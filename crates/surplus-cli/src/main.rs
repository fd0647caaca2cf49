use std::path::{Path, PathBuf};
use std::sync::atomic::{AtomicBool, Ordering};
use std::sync::Arc;

use anyhow::{bail, Context, Result};
use clap::{Parser, Subcommand};
use tracing::info;
use tracing_subscriber::EnvFilter;

use surplus_core::TaskStatus;
use surplus_runner::{expand, Config, CycleOutcome, Runner};

#[derive(Parser)]
#[command(name = "surplus", version, about = "Spend leftover subscription quota on queued tasks")]
struct Cli {
    /// Config file (default ~/.surplus/config.json)
    #[arg(long, global = true)]
    config: Option<PathBuf>,

    /// Task queue file; overrides paths.queue
    #[arg(long, global = true)]
    queue: Option<PathBuf>,

    /// Data directory; overrides paths.dataDir
    #[arg(long, global = true)]
    data_dir: Option<PathBuf>,

    /// Log level (env-filter syntax). RUST_LOG wins when set.
    #[arg(long, global = true, default_value = "info")]
    log: String,

    /// Shorthand for --log debug
    #[arg(short, long, global = true)]
    verbose: bool,

    #[command(subcommand)]
    cmd: Option<Command>,
}

#[derive(Subcommand)]
enum Command {
    /// Run a single cycle (default)
    RunOnce,

    /// Run cycles on the configured interval until interrupted
    Watch,

    /// Show thresholds, the current decision, the queue and recent runs
    Status {
        #[arg(long)]
        json: bool,
    },

    /// Evaluate and select without executing or writing anything
    DryRun,

    /// Turn a parked task on (off -> on)
    Enable { id: String },

    /// Put a finished, failed or stuck task back on (done/failed/running -> on)
    Reset { id: String },
}

fn init_tracing(level: &str, verbose: bool) {
    let fallback = if verbose { "debug" } else { level };
    let filter = EnvFilter::try_from_default_env().unwrap_or_else(|_| EnvFilter::new(fallback));
    tracing_subscriber::fmt()
        .with_env_filter(filter)
        .with_writer(std::io::stderr)
        .init();
}

/// Path flags are taken relative to the working directory, like `--config`.
fn absolute(path: &Path) -> Result<PathBuf> {
    let expanded = expand(&path.display().to_string());
    std::path::absolute(&expanded).with_context(|| format!("resolve {}", path.display()))
}

fn load_config(cli: &Cli) -> Result<Config> {
    let path = cli.config.clone().unwrap_or_else(Config::default_path);
    let mut cfg = Config::load_or_default(&path);
    if let Some(dir) = &cli.data_dir {
        cfg.paths.data_dir = absolute(dir)?.display().to_string();
    }
    if let Some(queue) = &cli.queue {
        cfg.paths.queue = absolute(queue)?.display().to_string();
    }
    Ok(cfg)
}

#[cfg(unix)]
async fn shutdown_signal() {
    use tokio::signal::unix::{signal, SignalKind};
    match signal(SignalKind::terminate()) {
        Ok(mut term) => {
            tokio::select! {
                _ = tokio::signal::ctrl_c() => {}
                _ = term.recv() => {}
            }
        }
        Err(_) => {
            let _ = tokio::signal::ctrl_c().await;
        }
    }
}

#[cfg(not(unix))]
async fn shutdown_signal() {
    let _ = tokio::signal::ctrl_c().await;
}

fn print_outcome(outcome: &CycleOutcome) {
    match outcome {
        CycleOutcome::Skipped { reason } => println!("skipped: {reason}"),
        CycleOutcome::NoTask { reason } => println!("nothing to run: {reason}"),
        CycleOutcome::DryRun { task, decision } => {
            println!("dry run: would run {} ({})", task.id, task.label());
            println!("  decision: {}", decision.reason);
            if let Some(cap) = task.max_budget_usd.or(decision.available_budget) {
                println!("  max budget: ${cap:.2}");
            }
        }
        CycleOutcome::Executed { task, result, new_status } => {
            let cost = result.cost_usd.map_or_else(|| "unknown".to_string(), |c| format!("${c:.2}"));
            if result.success {
                println!("ran {}: ok in {:.1}s, cost {cost}; now {new_status}", task.id, result.duration_ms as f64 / 1000.0);
            } else {
                let err = result.error.as_deref().unwrap_or("unknown error");
                let excerpt: String = err.chars().take(300).collect();
                println!("ran {}: FAILED after {:.1}s: {excerpt}", task.id, result.duration_ms as f64 / 1000.0);
            }
        }
        CycleOutcome::Aborted { task_id, reason } => println!("did not start {task_id}: {reason}"),
        CycleOutcome::QuietHours => println!("quiet hours; nothing done"),
    }
}

fn print_transition(id: &str, status: Option<TaskStatus>) -> Result<()> {
    match status {
        Some(s) => {
            println!("{id}: {s}");
            Ok(())
        }
        None => bail!("no task with id {id:?} in the queue"),
    }
}

#[tokio::main(flavor = "current_thread")]
async fn main() -> Result<()> {
    let cli = Cli::parse();
    init_tracing(&cli.log, cli.verbose);

    let cfg = load_config(&cli)?;
    let runner = Runner::open(cfg);

    match cli.cmd.unwrap_or(Command::RunOnce) {
        Command::RunOnce => print_outcome(&runner.run_once(false).await),
        Command::DryRun => print_outcome(&runner.run_once(true).await),
        Command::Watch => {
            let shutdown = Arc::new(AtomicBool::new(false));
            let flag = Arc::clone(&shutdown);
            tokio::spawn(async move {
                shutdown_signal().await;
                info!("shutdown requested; letting the current cycle finish");
                flag.store(true, Ordering::SeqCst);
            });
            runner.watch(shutdown).await;
        }
        Command::Status { json } => {
            let report = runner.status().await;
            if json {
                println!("{}", serde_json::to_string_pretty(&report)?);
            } else {
                print!("{}", report.render());
            }
        }
        Command::Enable { id } => print_transition(&id, runner.enable(&id)?)?,
        Command::Reset { id } => print_transition(&id, runner.reset(&id)?)?,
    }
    Ok(())
}
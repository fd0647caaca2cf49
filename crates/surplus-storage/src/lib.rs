#![forbid(unsafe_code)]

//! File-backed stores: the task queue, the run history, per-task run
//! contexts and execution reports.

pub mod context;
pub mod history;
pub mod queue;
pub mod reports;

mod fs;

pub use context::RunContextStore;
pub use fs::sanitize_component;
pub use history::HistoryFile;
pub use queue::QueueFile;
pub use reports::ReportStore;
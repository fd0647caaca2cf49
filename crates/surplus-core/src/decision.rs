//! Run/skip evaluation.
//!
//! [`evaluate`] is a pure function of a usage snapshot and the configured
//! thresholds. Checks run in a fixed order and the first failing one decides.
//! Every reason string carries the numbers that were compared.

use std::fmt;
use std::str::FromStr;

use chrono::Weekday;
use serde::{Deserialize, Deserializer, Serialize, Serializer};

use crate::usage::{BillingSnapshot, UsageSnapshot, WindowSnapshot};
use crate::util::round_cents;

/// Verdict of one evaluation.
#[derive(Clone, Debug, Serialize, Deserialize, PartialEq)]
#[serde(rename_all = "camelCase")]
pub struct Decision {
    pub should_run: bool,
    pub reason: String,
    /// Spend ceiling for the next task. Only the billing model produces one.
    pub available_budget: Option<f64>,
    pub binding_window: Option<String>,
    pub utilization: Option<f64>,
}

impl Decision {
    fn skip(reason: impl Into<String>) -> Self {
        Self {
            should_run: false,
            reason: reason.into(),
            available_budget: None,
            binding_window: None,
            utilization: None,
        }
    }

    fn with_budget(mut self, budget: f64) -> Self {
        self.available_budget = Some(budget);
        self
    }

    fn with_window(mut self, name: &str, utilization: f64) -> Self {
        self.binding_window = Some(name.to_string());
        self.utilization = Some(utilization);
        self
    }
}

/// First day of the spending week.
///
/// Accepts a day name (`"monday"`, `"Mon"`) or an index where 0 is Sunday.
#[derive(Clone, Copy, Debug, PartialEq, Eq)]
pub struct WeekStart(pub Weekday);

impl Default for WeekStart {
    fn default() -> Self {
        Self(Weekday::Mon)
    }
}

impl WeekStart {
    pub fn from_index(index: u64) -> Option<Self> {
        let day = match index {
            0 => Weekday::Sun,
            1 => Weekday::Mon,
            2 => Weekday::Tue,
            3 => Weekday::Wed,
            4 => Weekday::Thu,
            5 => Weekday::Fri,
            6 => Weekday::Sat,
            _ => return None,
        };
        Some(Self(day))
    }
}

impl fmt::Display for WeekStart {
    fn fmt(&self, f: &mut fmt::Formatter<'_>) -> fmt::Result {
        let name = match self.0 {
            Weekday::Mon => "monday",
            Weekday::Tue => "tuesday",
            Weekday::Wed => "wednesday",
            Weekday::Thu => "thursday",
            Weekday::Fri => "friday",
            Weekday::Sat => "saturday",
            Weekday::Sun => "sunday",
        };
        f.write_str(name)
    }
}

impl Serialize for WeekStart {
    fn serialize<S: Serializer>(&self, serializer: S) -> Result<S::Ok, S::Error> {
        serializer.collect_str(self)
    }
}

impl<'de> Deserialize<'de> for WeekStart {
    fn deserialize<D: Deserializer<'de>>(deserializer: D) -> Result<Self, D::Error> {
        #[derive(Deserialize)]
        #[serde(untagged)]
        enum Raw {
            Index(u64),
            Name(String),
        }

        match Raw::deserialize(deserializer)? {
            Raw::Index(i) => WeekStart::from_index(i)
                .ok_or_else(|| serde::de::Error::custom(format!("weekday index {i} out of range 0..=6"))),
            Raw::Name(name) => Weekday::from_str(name.trim())
                .map(WeekStart)
                .map_err(|_| serde::de::Error::custom(format!("unknown weekday {name:?}"))),
        }
    }
}

/// Threshold parameters for both telemetry models. Only the fields of the
/// active model are consulted.
#[derive(Clone, Debug, Serialize, Deserialize, PartialEq)]
#[serde(default, rename_all = "camelCase")]
pub struct Thresholds {
    pub min_remaining_minutes: f64,
    #[serde(rename = "maxBlockCostUSD")]
    pub max_block_cost_usd: f64,
    #[serde(rename = "weeklyBudgetUSD")]
    pub weekly_budget_usd: f64,
    pub weekly_start_day: WeekStart,
    pub max_utilization: f64,
}

impl Default for Thresholds {
    fn default() -> Self {
        Self {
            min_remaining_minutes: 30.0,
            max_block_cost_usd: 10.0,
            weekly_budget_usd: 100.0,
            weekly_start_day: WeekStart::default(),
            max_utilization: 0.8,
        }
    }
}

/// Decide whether to run, given the snapshot (absent when the fetch failed).
pub fn evaluate(snapshot: Option<&UsageSnapshot>, thresholds: &Thresholds) -> Decision {
    match snapshot {
        None => Decision::skip("usage telemetry unavailable (fetch failed); skipping this cycle"),
        Some(UsageSnapshot::Billing(b)) => evaluate_billing(b, thresholds),
        Some(UsageSnapshot::RateLimit(w)) => evaluate_windows(w, thresholds),
    }
}

/// Billing-block model.
pub fn evaluate_billing(snapshot: &BillingSnapshot, t: &Thresholds) -> Decision {
    let Some(block) = &snapshot.active_block else {
        return Decision::skip("no active billing block; available budget $0.00").with_budget(0.0);
    };

    if block.remaining_minutes < t.min_remaining_minutes {
        return Decision::skip(format!(
            "block has {:.0} min remaining < {:.0} min required",
            block.remaining_minutes, t.min_remaining_minutes
        ))
        .with_budget(0.0);
    }

    if block.total_cost > t.max_block_cost_usd {
        return Decision::skip(format!(
            "block cost ${:.2} > ${:.2} block cap (well-used)",
            block.total_cost, t.max_block_cost_usd
        ))
        .with_budget(0.0);
    }

    if snapshot.weekly_cost >= t.weekly_budget_usd {
        return Decision::skip(format!(
            "weekly cost ${:.2} >= ${:.2} weekly budget",
            snapshot.weekly_cost, t.weekly_budget_usd
        ))
        .with_budget(0.0);
    }

    let weekly_left = t.weekly_budget_usd - snapshot.weekly_cost;
    let block_left = t.max_block_cost_usd - block.total_cost;
    let available = round_cents(weekly_left.min(block_left));

    Decision {
        should_run: true,
        reason: format!(
            "block {:.0} min remaining >= {:.0} min, block cost ${:.2} <= ${:.2}, weekly cost ${:.2} < ${:.2}; available budget ${:.2}",
            block.remaining_minutes,
            t.min_remaining_minutes,
            block.total_cost,
            t.max_block_cost_usd,
            snapshot.weekly_cost,
            t.weekly_budget_usd,
            available
        ),
        available_budget: Some(available),
        binding_window: None,
        utilization: None,
    }
}

/// Rate-limit-window model. No budget is produced; tasks are bounded by their
/// own `maxBudgetUSD`.
pub fn evaluate_windows(snapshot: &WindowSnapshot, t: &Thresholds) -> Decision {
    if snapshot.rate_limited {
        return Decision::skip("usage probe was rate limited (HTTP 429); quota exhausted");
    }

    if snapshot.windows.is_empty() {
        return Decision::skip("usage probe reported 0 rate-limit windows");
    }

    if let Some((name, w)) = snapshot.windows.iter().find(|(_, w)| !w.is_allowed()) {
        return Decision::skip(format!(
            "window {name} status is {:?} (utilization {})",
            w.status,
            pct(w.utilization)
        ))
        .with_window(name, w.utilization);
    }

    let Some((name, w)) = snapshot.binding_window() else {
        return Decision::skip("usage probe reported 0 rate-limit windows");
    };

    if w.utilization >= t.max_utilization {
        return Decision::skip(format!(
            "binding window {name} utilization {} >= {} threshold (well-used)",
            pct(w.utilization),
            pct(t.max_utilization)
        ))
        .with_window(name, w.utilization);
    }

    Decision {
        should_run: true,
        reason: format!(
            "binding window {name} utilization {} < {} threshold",
            pct(w.utilization),
            pct(t.max_utilization)
        ),
        available_budget: None,
        binding_window: Some(name.to_string()),
        utilization: Some(w.utilization),
    }
}

fn pct(fraction: f64) -> String {
    format!("{:.1}%", fraction * 100.0)
}

#[cfg(test)]
mod tests {
    use super::*;
    use crate::usage::{BillingBlock, UsageWindow};

    fn billing(remaining: f64, block_cost: f64, weekly: f64) -> BillingSnapshot {
        BillingSnapshot {
            active_block: Some(BillingBlock {
                remaining_minutes: remaining,
                total_cost: block_cost,
            }),
            weekly_cost: weekly,
        }
    }

    #[test]
    fn no_block_skips_with_zero_budget() {
        let d = evaluate_billing(&BillingSnapshot::default(), &Thresholds::default());
        assert!(!d.should_run);
        assert_eq!(d.available_budget, Some(0.0));
    }

    #[test]
    fn low_remaining_minutes_skips_first() {
        // cost checks would also fail, but remaining minutes is checked first
        let d = evaluate_billing(&billing(10.0, 50.0, 500.0), &Thresholds::default());
        assert!(!d.should_run);
        assert!(d.reason.contains("10 min remaining < 30 min"), "{}", d.reason);
    }

    #[test]
    fn block_cost_over_cap_skips() {
        let d = evaluate_billing(&billing(120.0, 10.5, 0.0), &Thresholds::default());
        assert!(!d.should_run);
        assert!(d.reason.contains("$10.50 > $10.00"), "{}", d.reason);
        assert!(d.reason.contains("well-used"));
    }

    #[test]
    fn weekly_budget_reached_skips() {
        let d = evaluate_billing(&billing(120.0, 1.0, 100.0), &Thresholds::default());
        assert!(!d.should_run);
        assert!(d.reason.contains("$100.00 >= $100.00"), "{}", d.reason);
    }

    #[test]
    fn budget_is_smaller_headroom_rounded() {
        let d = evaluate_billing(&billing(120.0, 2.333, 95.0), &Thresholds::default());
        assert!(d.should_run);
        assert_eq!(d.available_budget, Some(5.0));

        let d = evaluate_billing(&billing(120.0, 2.333, 10.0), &Thresholds::default());
        assert_eq!(d.available_budget, Some(7.67));
    }

    #[test]
    fn failed_fetch_skips() {
        let d = evaluate(None, &Thresholds::default());
        assert!(!d.should_run);
        assert!(d.available_budget.is_none());
    }

    #[test]
    fn rate_limited_probe_skips() {
        let snap = WindowSnapshot {
            rate_limited: true,
            ..WindowSnapshot::default()
        };
        let d = evaluate_windows(&snap, &Thresholds::default());
        assert!(!d.should_run);
        assert!(d.reason.contains("429"));
    }

    #[test]
    fn blocked_window_reported_by_name() {
        let mut snap = WindowSnapshot::default();
        snap.windows.insert(
            "5h".into(),
            UsageWindow { utilization: 0.1, status: "allowed".into(), reset_at: None },
        );
        snap.windows.insert(
            "7d".into(),
            UsageWindow { utilization: 1.0, status: "rejected".into(), reset_at: Some(1) },
        );
        let d = evaluate_windows(&snap, &Thresholds::default());
        assert!(!d.should_run);
        assert_eq!(d.binding_window.as_deref(), Some("7d"));
        assert_eq!(d.utilization, Some(1.0));
        assert!(d.reason.contains("100.0%"), "{}", d.reason);
    }

    #[test]
    fn week_start_accepts_names_and_indices() {
        let w: WeekStart = serde_json::from_str(r#""Friday""#).unwrap();
        assert_eq!(w.0, Weekday::Fri);
        let w: WeekStart = serde_json::from_str("0").unwrap();
        assert_eq!(w.0, Weekday::Sun);
        assert!(serde_json::from_str::<WeekStart>("9").is_err());
        assert_eq!(serde_json::to_string(&WeekStart::default()).unwrap(), r#""monday""#);
    }

    #[test]
    fn thresholds_merge_key_by_key() {
        let t: Thresholds = serde_json::from_str(r#"{"maxUtilization":0.5}"#).unwrap();
        assert_eq!(t.max_utilization, 0.5);
        assert_eq!(t.min_remaining_minutes, 30.0);
        assert_eq!(t.weekly_budget_usd, 100.0);
    }
}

• _Task item_:
The exact lines of the material above starting at the one that contains "let cli = Cli::parse();" and ending at the one that contains "shutdown_signal().await;" are what to retype; leave out everything else.

• _Solution to this problem_:
    let cli = Cli::parse();
    init_tracing(&cli.log, cli.verbose);

    let cfg = load_config(&cli)?;
    let runner = Runner::open(cfg);

    match cli.cmd.unwrap_or(Command::RunOnce) {
        Command::RunOnce => print_outcome(&runner.run_once(false).await),
        Command::DryRun => print_outcome(&runner.run_once(true).await),
        Command::Watch => {
            let shutdown = Arc::new(AtomicBool::new(false));
            let flag = Arc::clone(&shutdown);
            tokio::spawn(async move {
                shutdown_signal().await;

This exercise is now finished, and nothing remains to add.